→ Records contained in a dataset
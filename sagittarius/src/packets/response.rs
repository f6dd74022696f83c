use serde::{Deserialize, Serialize};

use super::{CommandCode, Frame, FrameType, Payload};
use crate::commands::*;
use crate::ArmError;

/// Replies the servo board sends back. Only queries are answered.
#[derive(Serialize, Deserialize, Debug, Clone, PartialEq)]
#[serde(tag = "Response")]
pub enum ServoResponse {
    ServoInfo(GetServoInfoResponse),
    Position(ReadPositionResponse),
}

impl ServoResponse {
    pub fn command(&self) -> CommandCode {
        match self {
            ServoResponse::ServoInfo(_) => CommandCode::GetServoInfo,
            ServoResponse::Position(_) => CommandCode::ReadPosition,
        }
    }

    /// Id of the servo that answered.
    pub fn id(&self) -> u8 {
        match self {
            ServoResponse::ServoInfo(r) => r.id,
            ServoResponse::Position(r) => r.id,
        }
    }

    pub fn to_frame(&self) -> Frame {
        let mut bytes = Vec::new();
        match self {
            ServoResponse::ServoInfo(r) => r.write_payload(&mut bytes),
            ServoResponse::Position(r) => r.write_payload(&mut bytes),
        }
        Frame::new(FrameType::Response, self.command(), bytes)
    }

    pub fn encode(&self) -> Result<Vec<u8>, ArmError> {
        self.to_frame().encode()
    }

    pub fn from_frame(frame: &Frame) -> Result<Self, ArmError> {
        if frame.frame_type != FrameType::Response {
            return Err(ArmError::MalformedFrame(format!(
                "expected a response frame, got {:?}",
                frame.frame_type
            )));
        }
        let p = frame.payload.as_slice();
        match frame.command {
            CommandCode::GetServoInfo => Ok(ServoResponse::ServoInfo(GetServoInfoResponse::read_payload(p)?)),
            CommandCode::ReadPosition => Ok(ServoResponse::Position(ReadPositionResponse::read_payload(p)?)),
            other => Err(ArmError::MalformedFrame(format!("{:?} has no response form", other))),
        }
    }
}

impl_extract_inner!(ServoResponse, ServoInfo, GetServoInfoResponse);
impl_extract_inner!(ServoResponse, Position, ReadPositionResponse);

#[cfg(test)]
mod tests {
    use super::*;
    use crate::ExtractInner;

    #[test]
    fn test_extract_inner_picks_matching_variant() {
        let response = ServoResponse::Position(ReadPositionResponse { id: 3, tenth_degrees: -450 });
        let info: Option<&GetServoInfoResponse> = response.as_inner();
        assert!(info.is_none());
        let position: Option<ReadPositionResponse> = response.into_inner();
        assert_eq!(position.map(|p| p.tenth_degrees), Some(-450));
    }

    #[test]
    fn test_write_command_has_no_response() {
        let frame = Frame::new(FrameType::Response, CommandCode::SetVelocity, vec![]);
        assert!(matches!(ServoResponse::from_frame(&frame), Err(ArmError::MalformedFrame(_))));
    }
}
mod arm_error;

pub use arm_error::*;
use serde::{Deserialize, Serialize};

use crate::packets::{CommandCode, Payload, PayloadReader};
use crate::units::wire_to_radians;
use crate::ArmError;

#[derive(Serialize, Deserialize, Debug, Clone, Copy, PartialEq, Eq)]
pub struct ReadPosition {
    pub id: u8,
}

impl ReadPosition {
    pub fn new(id: u8) -> Self {
        Self { id }
    }
}

impl Payload for ReadPosition {
    const CODE: CommandCode = CommandCode::ReadPosition;

    fn write_payload(&self, out: &mut Vec<u8>) {
        out.push(self.id);
    }

    fn read_payload(bytes: &[u8]) -> Result<Self, ArmError> {
        let mut reader = PayloadReader::new(bytes, Self::CODE);
        let id = reader.u8()?;
        reader.finish()?;
        Ok(Self { id })
    }
}

#[derive(Serialize, Deserialize, Debug, Clone, Copy, PartialEq, Eq)]
pub struct ReadPositionResponse {
    pub id: u8,
    pub tenth_degrees: i16,
}

impl ReadPositionResponse {
    pub fn radians(&self) -> f64 {
        wire_to_radians(self.tenth_degrees)
    }
}

impl Payload for ReadPositionResponse {
    const CODE: CommandCode = CommandCode::ReadPosition;

    fn write_payload(&self, out: &mut Vec<u8>) {
        out.push(self.id);
        out.extend_from_slice(&self.tenth_degrees.to_le_bytes());
    }

    fn read_payload(bytes: &[u8]) -> Result<Self, ArmError> {
        let mut reader = PayloadReader::new(bytes, Self::CODE);
        let id = reader.u8()?;
        let tenth_degrees = reader.i16()?;
        reader.finish()?;
        Ok(Self { id, tenth_degrees })
    }
}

→ What you will do
Each line of the data is to be written out again exactly.

→ Solved problem
filename sagittarius/src/packets/response.rs
repository f6dd74022696f83c
use serde::{Deserialize, Serialize};

use super::{CommandCode, Frame, FrameType, Payload};
use crate::commands::*;
use crate::ArmError;

/// Replies the servo board sends back. Only queries are answered.
#[derive(Serialize, Deserialize, Debug, Clone, PartialEq)]
#[serde(tag = "Response")]
pub enum ServoResponse {
    ServoInfo(GetServoInfoResponse),
    Position(ReadPositionResponse),
}

impl ServoResponse {
    pub fn command(&self) -> CommandCode {
        match self {
            ServoResponse::ServoInfo(_) => CommandCode::GetServoInfo,
            ServoResponse::Position(_) => CommandCode::ReadPosition,
        }
    }

    /// Id of the servo that answered.
    pub fn id(&self) -> u8 {
        match self {
            ServoResponse::ServoInfo(r) => r.id,
            ServoResponse::Position(r) => r.id,
        }
    }

    pub fn to_frame(&self) -> Frame {
        let mut bytes = Vec::new();
        match self {
            ServoResponse::ServoInfo(r) => r.write_payload(&mut bytes),
            ServoResponse::Position(r) => r.write_payload(&mut bytes),
        }
        Frame::new(FrameType::Response, self.command(), bytes)
    }

    pub fn encode(&self) -> Result<Vec<u8>, ArmError> {
        self.to_frame().encode()
    }

    pub fn from_frame(frame: &Frame) -> Result<Self, ArmError> {
        if frame.frame_type != FrameType::Response {
            return Err(ArmError::MalformedFrame(format!(
                "expected a response frame, got {:?}",
                frame.frame_type
            )));
        }
        let p = frame.payload.as_slice();
        match frame.command {
            CommandCode::GetServoInfo => Ok(ServoResponse::ServoInfo(GetServoInfoResponse::read_payload(p)?)),
            CommandCode::ReadPosition => Ok(ServoResponse::Position(ReadPositionResponse::read_payload(p)?)),
            other => Err(ArmError::MalformedFrame(format!("{:?} has no response form", other))),
        }
    }
}

impl_extract_inner!(ServoResponse, ServoInfo, GetServoInfoResponse);
impl_extract_inner!(ServoResponse, Position, ReadPositionResponse);

#[cfg(test)]
mod tests {
    use super::*;
    use crate::ExtractInner;

    #[test]
    fn test_extract_inner_picks_matching_variant() {
        let response = ServoResponse::Position(ReadPositionResponse { id: 3, tenth_degrees: -450 });
        let info: Option<&GetServoInfoResponse> = response.as_inner();
        assert!(info.is_none());
        let position: Option<ReadPositionResponse> = response.into_inner();
        assert_eq!(position.map(|p| p.tenth_degrees), Some(-450));
    }

    #[test]
    fn test_write_command_has_no_response() {
        let frame = Frame::new(FrameType::Response, CommandCode::SetVelocity, vec![]);
        assert!(matches!(ServoResponse::from_frame(&frame), Err(ArmError::MalformedFrame(_))));
    }
}
mod arm_error;

pub use arm_error::*;
use serde::{Deserialize, Serialize};

use crate::packets::{CommandCode, Payload, PayloadReader};
use crate::units::wire_to_radians;
use crate::ArmError;

#[derive(Serialize, Deserialize, Debug, Clone, Copy, PartialEq, Eq)]
pub struct ReadPosition {
    pub id: u8,
}

impl ReadPosition {
    pub fn new(id: u8) -> Self {
        Self { id }
    }
}

impl Payload for ReadPosition {
    const CODE: CommandCode = CommandCode::ReadPosition;

    fn write_payload(&self, out: &mut Vec<u8>) {
        out.push(self.id);
    }

    fn read_payload(bytes: &[u8]) -> Result<Self, ArmError> {
        let mut reader = PayloadReader::new(bytes, Self::CODE);
        let id = reader.u8()?;
        reader.finish()?;
        Ok(Self { id })
    }
}

#[derive(Serialize, Deserialize, Debug, Clone, Copy, PartialEq, Eq)]
pub struct ReadPositionResponse {
    pub id: u8,
    pub tenth_degrees: i16,
}

impl ReadPositionResponse {
    pub fn radians(&self) -> f64 {
        wire_to_radians(self.tenth_degrees)
    }
}

impl Payload for ReadPositionResponse {
    const CODE: CommandCode = CommandCode::ReadPosition;

    fn write_payload(&self, out: &mut Vec<u8>) {
        out.push(self.id);
        out.extend_from_slice(&self.tenth_degrees.to_le_bytes());
    }

    fn read_payload(bytes: &[u8]) -> Result<Self, ArmError> {
        let mut reader = PayloadReader::new(bytes, Self::CODE);
        let id = reader.u8()?;
        let tenth_degrees = reader.i16()?;
        reader.finish()?;
        Ok(Self { id, tenth_degrees })
    }
}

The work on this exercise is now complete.